Abandoning Mars for Venus and Beyond

astro3001_468x272I was born into a world in the 1950s where gender was a key component of who you were, and was to a large degree your destiny, even growing up in a perhaps more egalitarian and humanistic progressive university town community. Two clear discoveries in this area came out of my youth and young adult life, that have had a profound impact on the person I am evolving into.

The first was that gender was not a significant part of the nature of the individual human soul, just the “sexual plumbing” of the mammalian body our soul inhabits, despite our culture being built in every way around the supposed profound difference between men and women.

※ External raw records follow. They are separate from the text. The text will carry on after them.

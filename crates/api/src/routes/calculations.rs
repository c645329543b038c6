//! Stateless calculation endpoints.
//!
//! Price a line or a whole document without storing anything.

use axum::{
    Json, Router,
    http::StatusCode,
    response::IntoResponse,
    routing::post,
};
use docflow_core::EngineError;
use docflow_core::calculation::{LineItemCalculator, LineItemInput, TotalsCalculator, TotalsParams};
use serde::Deserialize;

use crate::{AppState, error::engine_error_response};

/// Creates the calculation routes.
pub fn routes() -> Router<AppState> {
    Router::new()
        .route("/calculations/line-item", post(calculate_line_item))
        .route("/calculations/document-totals", post(calculate_document_totals))
}

/// Request body for a document totals calculation.
#[derive(Debug, Deserialize)]
pub struct DocumentTotalsRequest {
    /// Raw lines.
    #[serde(default)]
    pub line_items: Vec<LineItemInput>,
    /// Tax and deposit parameters.
    #[serde(flatten)]
    pub params: TotalsParams,
}

/// POST `/calculations/line-item` - Price one line.
async fn calculate_line_item(Json(payload): Json<LineItemInput>) -> impl IntoResponse {
    match LineItemCalculator::calculate(&payload) {
        Ok(line) => (StatusCode::OK, Json(line)).into_response(),
        Err(e) => engine_error_response(&EngineError::from(e)),
    }
}

/// POST `/calculations/document-totals` - Price lines and aggregate them.
async fn calculate_document_totals(
    Json(payload): Json<DocumentTotalsRequest>,
) -> impl IntoResponse {
    match TotalsCalculator::calculate(&payload.line_items, &payload.params) {
        Ok(result) => (StatusCode::OK, Json(result)).into_response(),
        Err(e) => engine_error_response(&EngineError::from(e)),
    }
}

A culture that seems obsessed with and even fetishizes whether your physical body has a penis, or breasts, vagina and uterus instead; and what that means to who you are and how you should be in the world.

The second was given that profound cultural divide between the genders, I became uncomfortable with the “men are from Mars” cultural expectations of my gender, and as a result increasingly uncomfortable in circles of men. Instead, I have gravitated to the world of women, and their insurgency to leverage the positive relational aspects of “women are from Venus”, while challenging its cultural limitations.

What follows is my best attempt at a narrative of my journey, from childhood to young adulthood, trying to navigate the minefield of gender expectations and find a safe and supportive place for myself in the world.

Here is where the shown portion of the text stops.